use serde::{
  Deserialize,
  Serialize
};

use crate::category::{
  Category,
  CategoryKind,
  name_taken
};

pub const DEFAULT_STATUS_KEY: &str =
  "todoStatusCategories";
pub const DEFAULT_PRIORITY_KEY: &str =
  "todoPriorityCategories";

#[derive(
  Debug,
  Clone,
  PartialEq,
  Serialize,
  Deserialize,
)]
pub struct CategoryConfig {
  #[serde(default = "default_version")]
  pub version:  u32,
  #[serde(default)]
  pub storage:  StorageKeys,
  #[serde(default)]
  pub defaults: SeedDefaults
}

#[derive(
  Debug,
  Clone,
  PartialEq,
  Serialize,
  Deserialize,
)]
pub struct StorageKeys {
  #[serde(default = "default_status_key")]
  pub status_key:   String,
  #[serde(
    default = "default_priority_key"
  )]
  pub priority_key: String
}

#[derive(
  Debug,
  Clone,
  PartialEq,
  Serialize,
  Deserialize,
)]
pub struct SeedDefaults {
  #[serde(default = "default_status_names")]
  pub status:   Vec<String>,
  #[serde(
    default = "default_priority_names"
  )]
  pub priority: Vec<String>
}

impl StorageKeys {
  pub fn key(
    &self,
    kind: CategoryKind
  ) -> &str {
    match kind {
      | CategoryKind::Status => {
        &self.status_key
      }
      | CategoryKind::Priority => {
        &self.priority_key
      }
    }
  }

  /// Both lists need their own slot; a shared key would let
  /// one list overwrite the other.
  pub fn distinct(&self) -> bool {
    self.status_key != self.priority_key
  }
}

impl SeedDefaults {
  pub fn names(
    &self,
    kind: CategoryKind
  ) -> &[String] {
    match kind {
      | CategoryKind::Status => {
        &self.status
      }
      | CategoryKind::Priority => {
        &self.priority
      }
    }
  }

  /// Fresh records for `kind`. Blank and repeated names in
  /// the configuration are dropped so the seeded list is
  /// already valid.
  pub fn seed(
    &self,
    kind: CategoryKind
  ) -> Vec<Category> {
    let mut out: Vec<Category> = vec![];
    for raw in self.names(kind) {
      let name = raw.trim();
      if name.is_empty()
        || name_taken(&out, name, None)
      {
        continue;
      }
      out.push(Category::new(name));
    }
    out
  }
}

impl Default for CategoryConfig {
  fn default() -> Self {
    Self {
      version:  default_version(),
      storage:  StorageKeys::default(),
      defaults: SeedDefaults::default()
    }
  }
}

impl Default for StorageKeys {
  fn default() -> Self {
    Self {
      status_key:   default_status_key(),
      priority_key: default_priority_key()
    }
  }
}

impl Default for SeedDefaults {
  fn default() -> Self {
    Self {
      status:   default_status_names(),
      priority: default_priority_names()
    }
  }
}

fn default_version() -> u32 {
  1
}

fn default_status_key() -> String {
  DEFAULT_STATUS_KEY.to_string()
}

fn default_priority_key() -> String {
  DEFAULT_PRIORITY_KEY.to_string()
}

fn default_status_names() -> Vec<String>
{
  vec![
    "Completed".to_string(),
    "In Progress".to_string(),
    "Not Started".to_string(),
  ]
}

fn default_priority_names()
-> Vec<String> {
  vec![
    "Extreme".to_string(),
    "Moderate".to_string(),
    "Low".to_string(),
  ]
}

#[cfg(test)]
mod tests {
  use super::*;

  #[test]
  fn partial_toml_keeps_missing_defaults()
  {
    let cfg: CategoryConfig =
      toml::from_str(
        r#"
[storage]
status_key = "custom.status"

[defaults]
priority = ["High", "Low"]
"#
      )
      .expect("parse config");

    assert_eq!(cfg.version, 1);
    assert_eq!(
      cfg
        .storage
        .key(CategoryKind::Status),
      "custom.status"
    );
    assert_eq!(
      cfg
        .storage
        .key(CategoryKind::Priority),
      DEFAULT_PRIORITY_KEY
    );
    assert_eq!(
      cfg
        .defaults
        .names(CategoryKind::Status)
        .len(),
      3
    );
    assert_eq!(
      cfg
        .defaults
        .names(CategoryKind::Priority),
      ["High", "Low"]
    );
  }

  #[test]
  fn seed_drops_blank_and_repeated_names()
  {
    let defaults = SeedDefaults {
      status:   vec![
        "Open".to_string(),
        "  ".to_string(),
        "open".to_string(),
        " Done ".to_string(),
      ],
      priority: vec![]
    };

    let names: Vec<String> = defaults
      .seed(CategoryKind::Status)
      .into_iter()
      .map(|category| category.name)
      .collect();
    assert_eq!(names, ["Open", "Done"]);
    assert!(
      defaults
        .seed(CategoryKind::Priority)
        .is_empty()
    );
  }
}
·····
• **EXERCISE INSTRUCTIONS**
Look through the records and copy every line that has the word "Done".

• **RESULT OF THE TASK**
        " Done ".to_string(),
    assert_eq!(names, ["Open", "Done"]);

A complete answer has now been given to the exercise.